§ TASK ITEM
When a line of the records below contains the string "tests", copy that whole line.

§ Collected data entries
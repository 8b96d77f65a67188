//! Transaction and graph element types.

use chrono::{DateTime, TimeZone, Utc};
use serde::{Deserialize, Deserializer, Serialize};

/// Dense account index, assigned in first-seen order.
pub type AccountIdx = usize;

// ============================================================================
// Transaction Types
// ============================================================================

/// A validated monetary transfer.
#[derive(Debug, Clone, PartialEq, Serialize, Deserialize)]
pub struct Transaction {
    /// Transaction ID.
    pub id: String,
    /// Sending account.
    pub sender_id: String,
    /// Receiving account.
    pub receiver_id: String,
    /// Non-negative amount.
    pub amount: f64,
    /// Absolute instant of the transfer.
    pub timestamp: DateTime<Utc>,
}

impl Transaction {
    /// Create a new transaction.
    pub fn new(
        id: impl Into<String>,
        sender_id: impl Into<String>,
        receiver_id: impl Into<String>,
        amount: f64,
        timestamp: DateTime<Utc>,
    ) -> Self {
        Self {
            id: id.into(),
            sender_id: sender_id.into(),
            receiver_id: receiver_id.into(),
            amount,
            timestamp,
        }
    }

    /// Create a transaction from Unix epoch seconds, or `None` when the
    /// epoch is outside the representable range.
    pub fn from_epoch(
        id: impl Into<String>,
        sender_id: impl Into<String>,
        receiver_id: impl Into<String>,
        amount: f64,
        epoch_secs: i64,
    ) -> Option<Self> {
        let timestamp = Utc.timestamp_opt(epoch_secs, 0).single()?;
        Some(Self::new(id, sender_id, receiver_id, amount, timestamp))
    }

    /// Fixture constructor for tests and benchmarks.
    ///
    /// Out-of-range epochs are clamped to the Unix epoch; use
    /// [`Transaction::from_epoch`] for untrusted input.
    pub fn at_epoch(
        id: impl Into<String>,
        sender_id: impl Into<String>,
        receiver_id: impl Into<String>,
        amount: f64,
        epoch_secs: i64,
    ) -> Self {
        let timestamp = Utc
            .timestamp_opt(epoch_secs, 0)
            .single()
            .unwrap_or(DateTime::<Utc>::UNIX_EPOCH);
        Self::new(id, sender_id, receiver_id, amount, timestamp)
    }

    /// Timestamp as Unix epoch milliseconds.
    pub fn epoch_ms(&self) -> i64 {
        self.timestamp.timestamp_millis()
    }
}

/// A raw input record as supplied by the upload/parsing collaborator.
///
/// Every field is optional so that absence can be reported precisely.
#[derive(Debug, Clone, Default, PartialEq, Serialize, Deserialize)]
pub struct TransactionRecord {
    /// Transaction ID.
    #[serde(default)]
    pub transaction_id: Option<String>,
    /// Sending account.
    #[serde(default)]
    pub sender_id: Option<String>,
    /// Receiving account.
    #[serde(default)]
    pub receiver_id: Option<String>,
    /// Amount as text; JSON numbers are accepted as well.
    #[serde(default, deserialize_with = "lenient_amount")]
    pub amount: Option<String>,
    /// Timestamp as text.
    #[serde(default)]
    pub timestamp: Option<String>,
}

impl TransactionRecord {
    /// Create a fully populated record.
    pub fn new(
        transaction_id: impl Into<String>,
        sender_id: impl Into<String>,
        receiver_id: impl Into<String>,
        amount: impl Into<String>,
        timestamp: impl Into<String>,
    ) -> Self {
        Self {
            transaction_id: Some(transaction_id.into()),
            sender_id: Some(sender_id.into()),
            receiver_id: Some(receiver_id.into()),
            amount: Some(amount.into()),
            timestamp: Some(timestamp.into()),
        }
    }
}

#[derive(Deserialize)]
#[serde(untagged)]
enum LenientAmount {
    Int(i64),
    Float(f64),
    Text(String),
}

fn lenient_amount<'de, D>(deserializer: D) -> Result<Option<String>, D::Error>
where
    D: Deserializer<'de>,
{
    Ok(
        Option::<LenientAmount>::deserialize(deserializer)?.map(|v| match v {
            LenientAmount::Int(i) => i.to_string(),
            LenientAmount::Float(f) => f.to_string(),
            LenientAmount::Text(s) => s,
        }),
    )
}

// ============================================================================
// Graph Types
// ============================================================================

/// One directed transfer as seen from an account's adjacency list.
#[derive(Debug, Clone, PartialEq, Serialize, Deserialize)]
pub struct Edge {
    /// The other account (receiver for outgoing, sender for incoming).
    pub counterparty: AccountIdx,
    /// Transfer amount.
    pub amount: f64,
    /// Unix epoch milliseconds.
    pub timestamp_ms: i64,
    /// Originating transaction ID.
    pub tx_id: String,
}

/// Per-account statistics.
#[derive(Debug, Clone, Default, PartialEq, Serialize, Deserialize)]
pub struct NodeStats {
    /// Number of incoming transfers.
    pub in_degree: usize,
    /// Number of outgoing transfers.
    pub out_degree: usize,
    /// Sum of incoming amounts.
    pub total_in: f64,
    /// Sum of outgoing amounts.
    pub total_out: f64,
    /// Transfers touching this account (in + out).
    pub tx_count: usize,
    /// Epoch milliseconds of every transfer touching this account, in input order.
    pub timestamps: Vec<i64>,
}

impl NodeStats {
    /// True when the account both sends and receives.
    pub fn is_bidirectional(&self) -> bool {
        self.in_degree > 0 && self.out_degree > 0
    }

    /// In-degree plus out-degree.
    pub fn total_degree(&self) -> usize {
        self.in_degree + self.out_degree
    }
}

#[cfg(test)]
mod tests {
    use super::*;

    #[test]
    fn test_record_accepts_numeric_amount() {
        let record: TransactionRecord = serde_json::from_str(
            r#"{"transaction_id":"T1","sender_id":"A","receiver_id":"B","amount":250.5,"timestamp":"2024-01-01 10:00:00"}"#,
        )
        .unwrap();
        assert_eq!(record.amount.as_deref(), Some("250.5"));

        let record: TransactionRecord =
            serde_json::from_str(r#"{"transaction_id":"T2","amount":"12"}"#).unwrap();
        assert_eq!(record.amount.as_deref(), Some("12"));
        assert_eq!(record.sender_id, None);
    }

    #[test]
    fn test_transaction_epoch() {
        let tx = Transaction::at_epoch("T1", "A", "B", 10.0, 3_600);
        assert_eq!(tx.epoch_ms(), 3_600_000);
    }

    #[test]
    fn test_from_epoch_range() {
        let tx = Transaction::from_epoch("T1", "A", "B", 10.0, 1_704_067_200).unwrap();
        assert_eq!(tx.timestamp.to_rfc3339(), "2024-01-01T00:00:00+00:00");

        assert!(Transaction::from_epoch("T2", "A", "B", 10.0, i64::MAX).is_none());
        assert_eq!(Transaction::at_epoch("T2", "A", "B", 10.0, i64::MAX).epoch_ms(), 0);
    }

    #[test]
    fn test_node_stats_helpers() {
        let stats = NodeStats {
            in_degree: 2,
            out_degree: 1,
            ..Default::default()
        };
        assert!(stats.is_bidirectional());
        assert_eq!(stats.total_degree(), 3);
        assert!(!NodeStats::default().is_bidirectional());
    }
}
//! Kernel metadata.
//!
//! Every analysis component carries a `KernelMetadata` describing its id,
//! stage and performance expectations.

use crate::domain::Domain;
use serde::{Deserialize, Serialize};

/// Kernel metadata.
#[derive(Clone, Debug, Serialize, Deserialize)]
pub struct KernelMetadata {
    /// Unique kernel identifier (e.g., "detect/cycles").
    pub id: String,

    /// Stage the kernel belongs to.
    pub domain: Domain,

    /// Human-readable description.
    pub description: String,

    /// Expected throughput in transactions per second.
    pub expected_throughput: u64,

    /// Target latency in microseconds for a reference-sized batch.
    pub target_latency_us: f64,

    /// Version of the kernel implementation.
    pub version: u32,
}

impl KernelMetadata {
    /// Create metadata for a batch kernel.
    #[must_use]
    pub fn batch(id: impl Into<String>, domain: Domain) -> Self {
        Self {
            id: id.into(),
            domain,
            description: String::new(),
            expected_throughput: 10_000,
            target_latency_us: 50.0,
            version: 1,
        }
    }

    /// Set the description.
    #[must_use]
    pub fn with_description(mut self, description: impl Into<String>) -> Self {
        self.description = description.into();
        self
    }

    /// Set the expected throughput.
    #[must_use]
    pub fn with_throughput(mut self, ops_per_sec: u64) -> Self {
        self.expected_throughput = ops_per_sec;
        self
    }

    /// Set the target latency.
    #[must_use]
    pub fn with_latency_us(mut self, latency_us: f64) -> Self {
        self.target_latency_us = latency_us;
        self
    }

    /// Set the version.
    #[must_use]
    pub fn with_version(mut self, version: u32) -> Self {
        self.version = version;
        self
    }

    /// Kernel name without the stage prefix (e.g. "cycles").
    #[must_use]
    pub fn name(&self) -> &str {
        self.id.rsplit('/').next().unwrap_or(&self.id)
    }
}

impl Default for KernelMetadata {
    fn default() -> Self {
        Self::batch("unnamed", Domain::Pipeline)
    }
}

§ EXERCISE RESPONSE
    /// Fixture constructor for tests and benchmarks.
mod tests {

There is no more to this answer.